[Material provided Boundary: Start]

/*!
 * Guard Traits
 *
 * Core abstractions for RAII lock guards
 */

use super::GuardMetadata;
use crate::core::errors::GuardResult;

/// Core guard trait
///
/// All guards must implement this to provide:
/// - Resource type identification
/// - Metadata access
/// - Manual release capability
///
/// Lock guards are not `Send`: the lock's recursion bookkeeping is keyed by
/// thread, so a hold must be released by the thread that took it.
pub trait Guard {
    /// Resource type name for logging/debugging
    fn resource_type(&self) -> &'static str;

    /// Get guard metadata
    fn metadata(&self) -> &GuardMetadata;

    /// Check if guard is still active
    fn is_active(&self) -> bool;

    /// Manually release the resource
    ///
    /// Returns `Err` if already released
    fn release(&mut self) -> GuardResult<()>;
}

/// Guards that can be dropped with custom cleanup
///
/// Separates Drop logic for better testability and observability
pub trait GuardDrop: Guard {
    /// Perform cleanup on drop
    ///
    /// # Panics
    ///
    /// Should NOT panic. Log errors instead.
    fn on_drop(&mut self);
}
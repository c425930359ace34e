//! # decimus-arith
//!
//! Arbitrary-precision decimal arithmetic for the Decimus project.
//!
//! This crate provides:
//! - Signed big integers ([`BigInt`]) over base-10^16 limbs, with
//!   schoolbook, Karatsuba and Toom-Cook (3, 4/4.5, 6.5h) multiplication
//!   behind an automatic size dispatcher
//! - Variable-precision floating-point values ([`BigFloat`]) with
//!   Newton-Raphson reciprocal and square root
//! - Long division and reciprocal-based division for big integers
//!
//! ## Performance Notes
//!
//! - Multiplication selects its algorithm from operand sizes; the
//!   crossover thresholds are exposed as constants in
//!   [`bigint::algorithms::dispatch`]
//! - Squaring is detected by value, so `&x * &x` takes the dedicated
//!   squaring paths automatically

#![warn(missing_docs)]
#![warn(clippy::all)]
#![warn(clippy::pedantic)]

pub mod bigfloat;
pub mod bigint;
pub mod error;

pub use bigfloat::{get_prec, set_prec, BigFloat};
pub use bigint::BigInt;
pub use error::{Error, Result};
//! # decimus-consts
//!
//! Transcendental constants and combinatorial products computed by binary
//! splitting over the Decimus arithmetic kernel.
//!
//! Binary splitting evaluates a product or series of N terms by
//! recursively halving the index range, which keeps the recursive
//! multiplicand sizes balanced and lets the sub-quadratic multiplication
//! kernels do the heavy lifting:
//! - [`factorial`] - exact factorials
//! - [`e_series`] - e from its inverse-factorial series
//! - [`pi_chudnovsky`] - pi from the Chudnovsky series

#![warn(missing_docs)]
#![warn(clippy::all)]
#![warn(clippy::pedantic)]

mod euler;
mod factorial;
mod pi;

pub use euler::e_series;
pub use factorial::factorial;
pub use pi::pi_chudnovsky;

[Material provided Boundary: End]

Assignment - With every word kept as it is, set down the entries again.

Response -
/*!
 * Guard Traits
 *
 * Core abstractions for RAII lock guards
 */

use super::GuardMetadata;
use crate::core::errors::GuardResult;

/// Core guard trait
///
/// All guards must implement this to provide:
/// - Resource type identification
/// - Metadata access
/// - Manual release capability
///
/// Lock guards are not `Send`: the lock's recursion bookkeeping is keyed by
/// thread, so a hold must be released by the thread that took it.
pub trait Guard {
    /// Resource type name for logging/debugging
    fn resource_type(&self) -> &'static str;

    /// Get guard metadata
    fn metadata(&self) -> &GuardMetadata;

    /// Check if guard is still active
    fn is_active(&self) -> bool;

    /// Manually release the resource
    ///
    /// Returns `Err` if already released
    fn release(&mut self) -> GuardResult<()>;
}

/// Guards that can be dropped with custom cleanup
///
/// Separates Drop logic for better testability and observability
pub trait GuardDrop: Guard {
    /// Perform cleanup on drop
    ///
    /// # Panics
    ///
    /// Should NOT panic. Log errors instead.
    fn on_drop(&mut self);
}
repository c425930359ace34e
//! # decimus-arith
//!
//! Arbitrary-precision decimal arithmetic for the Decimus project.
//!
//! This crate provides:
//! - Signed big integers ([`BigInt`]) over base-10^16 limbs, with
//!   schoolbook, Karatsuba and Toom-Cook (3, 4/4.5, 6.5h) multiplication
//!   behind an automatic size dispatcher
//! - Variable-precision floating-point values ([`BigFloat`]) with
//!   Newton-Raphson reciprocal and square root
//! - Long division and reciprocal-based division for big integers
//!
//! ## Performance Notes
//!
//! - Multiplication selects its algorithm from operand sizes; the
//!   crossover thresholds are exposed as constants in
//!   [`bigint::algorithms::dispatch`]
//! - Squaring is detected by value, so `&x * &x` takes the dedicated
//!   squaring paths automatically

#![warn(missing_docs)]
#![warn(clippy::all)]
#![warn(clippy::pedantic)]

pub mod bigfloat;
pub mod bigint;
pub mod error;

pub use bigfloat::{get_prec, set_prec, BigFloat};
pub use bigint::BigInt;
pub use error::{Error, Result};
//! # decimus-consts
//!
//! Transcendental constants and combinatorial products computed by binary
//! splitting over the Decimus arithmetic kernel.
//!
//! Binary splitting evaluates a product or series of N terms by
//! recursively halving the index range, which keeps the recursive
//! multiplicand sizes balanced and lets the sub-quadratic multiplication
//! kernels do the heavy lifting:
//! - [`factorial`] - exact factorials
//! - [`e_series`] - e from its inverse-factorial series
//! - [`pi_chudnovsky`] - pi from the Chudnovsky series

#![warn(missing_docs)]
#![warn(clippy::all)]
#![warn(clippy::pedantic)]

mod euler;
mod factorial;
mod pi;

pub use euler::e_series;
pub use factorial::factorial;
pub use pi::pi_chudnovsky;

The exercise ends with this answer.